*REQUIRED ACTION:* Return all the entries. Match them word for word.

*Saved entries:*
•••••
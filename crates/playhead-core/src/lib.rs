//! Playhead Core - playback session library
//!
//! This crate owns the event and state logic of a single video playback
//! session:
//! - Backend selection (local engine or cast receiver)
//! - Classification of raw engine and ad-SDK signals into canonical
//!   tracking events
//! - Per-video resume positions
//! - Avail polling for live streams with server-side ad insertion
//! - Playlist advancement
//!
//! Rendering, cast transport, ad-SDK internals and storage are collaborators
//! behind the traits in [`collaborators`].
//!
//! # Architecture
//!
//! ```text
//! ┌─────────────────────────────────────────────────────────────────┐
//! │                         Playhead Core                           │
//! ├─────────────────────────────────────────────────────────────────┤
//! │                                                                 │
//! │  engine / ad-SDK signals          background timer task         │
//! │           │                                │                    │
//! │           ▼                                ▼                    │
//! │  ┌──────────────┐   ┌──────────────┐   ┌──────────────┐         │
//! │  │  Classifier  │──▶│   Session    │◀──│    Avail     │         │
//! │  │  (pure)      │   │  Controller  │   │  Scheduler   │         │
//! │  └──────────────┘   └──────┬───────┘   └──────────────┘         │
//! │                            │                                    │
//! │          ┌─────────────────┼─────────────────┐                  │
//! │          ▼                 ▼                 ▼                  │
//! │  ┌──────────────┐  ┌──────────────┐  ┌──────────────┐           │
//! │  │   Playlist   │  │   Position   │  │   Tracking   │           │
//! │  │   Advance    │  │    Store     │  │     Sink     │           │
//! │  └──────────────┘  └──────────────┘  └──────────────┘           │
//! └─────────────────────────────────────────────────────────────────┘
//! ```

pub mod actor;
pub mod classifier;
pub mod collaborators;
pub mod error;
pub mod playlist;
pub mod positions;
pub mod scheduler;
pub mod session;
pub mod state;
pub mod tracking;
pub mod types;

pub use actor::{SessionCommand, SessionHandle};
pub use classifier::{classify, AdSdkSignal, Classification, EngineSignal, PlayerFault, RawSignal};
pub use collaborators::{
    AvailProvider, ChromeController, Collaborators, EngineFactory, ErrorListener, ManifestResolver,
    PlaybackEngine,
};
pub use error::{Error, ErrorKind, PlaybackError, Result};
pub use playlist::{Playlist, PlaylistState};
pub use positions::PositionStore;
pub use scheduler::{AvailScheduler, Handoff};
pub use session::SessionController;
pub use state::{PlaybackPhase, SessionState};
pub use tracking::{
    AdPosition, TrackingEmitter, TrackingEvent, TrackingEventKind, TrackingPayload, TrackingRecord,
    TrackingSink, WatchedMilestone,
};
pub use types::*;

/// Library version
pub const VERSION: &str = env!("CARGO_PKG_VERSION");

/// Log the library version once at startup
pub fn init() {
    tracing::info!(version = VERSION, "Playhead Core initialized");
}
•••••
*FINISHED TASK:*
filename crates/playhead-core/src/lib.rs
//! Playhead Core - playback session library
//!
//! This crate owns the event and state logic of a single video playback
//! session:
//! - Backend selection (local engine or cast receiver)
//! - Classification of raw engine and ad-SDK signals into canonical
//!   tracking events
//! - Per-video resume positions
//! - Avail polling for live streams with server-side ad insertion
//! - Playlist advancement
//!
//! Rendering, cast transport, ad-SDK internals and storage are collaborators
//! behind the traits in [`collaborators`].
//!
//! # Architecture
//!
//! ```text
//! ┌─────────────────────────────────────────────────────────────────┐
//! │                         Playhead Core                           │
//! ├─────────────────────────────────────────────────────────────────┤
//! │                                                                 │
//! │  engine / ad-SDK signals          background timer task         │
//! │           │                                │                    │
//! │           ▼                                ▼                    │
//! │  ┌──────────────┐   ┌──────────────┐   ┌──────────────┐         │
//! │  │  Classifier  │──▶│   Session    │◀──│    Avail     │         │
//! │  │  (pure)      │   │  Controller  │   │  Scheduler   │         │
//! │  └──────────────┘   └──────┬───────┘   └──────────────┘         │
//! │                            │                                    │
//! │          ┌─────────────────┼─────────────────┐                  │
//! │          ▼                 ▼                 ▼                  │
//! │  ┌──────────────┐  ┌──────────────┐  ┌──────────────┐           │
//! │  │   Playlist   │  │   Position   │  │   Tracking   │           │
//! │  │   Advance    │  │    Store     │  │     Sink     │           │
//! │  └──────────────┘  └──────────────┘  └──────────────┘           │
//! └─────────────────────────────────────────────────────────────────┘
//! ```

pub mod actor;
pub mod classifier;
pub mod collaborators;
pub mod error;
pub mod playlist;
pub mod positions;
pub mod scheduler;
pub mod session;
pub mod state;
pub mod tracking;
pub mod types;

pub use actor::{SessionCommand, SessionHandle};
pub use classifier::{classify, AdSdkSignal, Classification, EngineSignal, PlayerFault, RawSignal};
pub use collaborators::{
    AvailProvider, ChromeController, Collaborators, EngineFactory, ErrorListener, ManifestResolver,
    PlaybackEngine,
};
pub use error::{Error, ErrorKind, PlaybackError, Result};
pub use playlist::{Playlist, PlaylistState};
pub use positions::PositionStore;
pub use scheduler::{AvailScheduler, Handoff};
pub use session::SessionController;
pub use state::{PlaybackPhase, SessionState};
pub use tracking::{
    AdPosition, TrackingEmitter, TrackingEvent, TrackingEventKind, TrackingPayload, TrackingRecord,
    TrackingSink, WatchedMilestone,
};
pub use types::*;

/// Library version
pub const VERSION: &str = env!("CARGO_PKG_VERSION");

/// Log the library version once at startup
pub fn init() {
    tracing::info!(version = VERSION, "Playhead Core initialized");
}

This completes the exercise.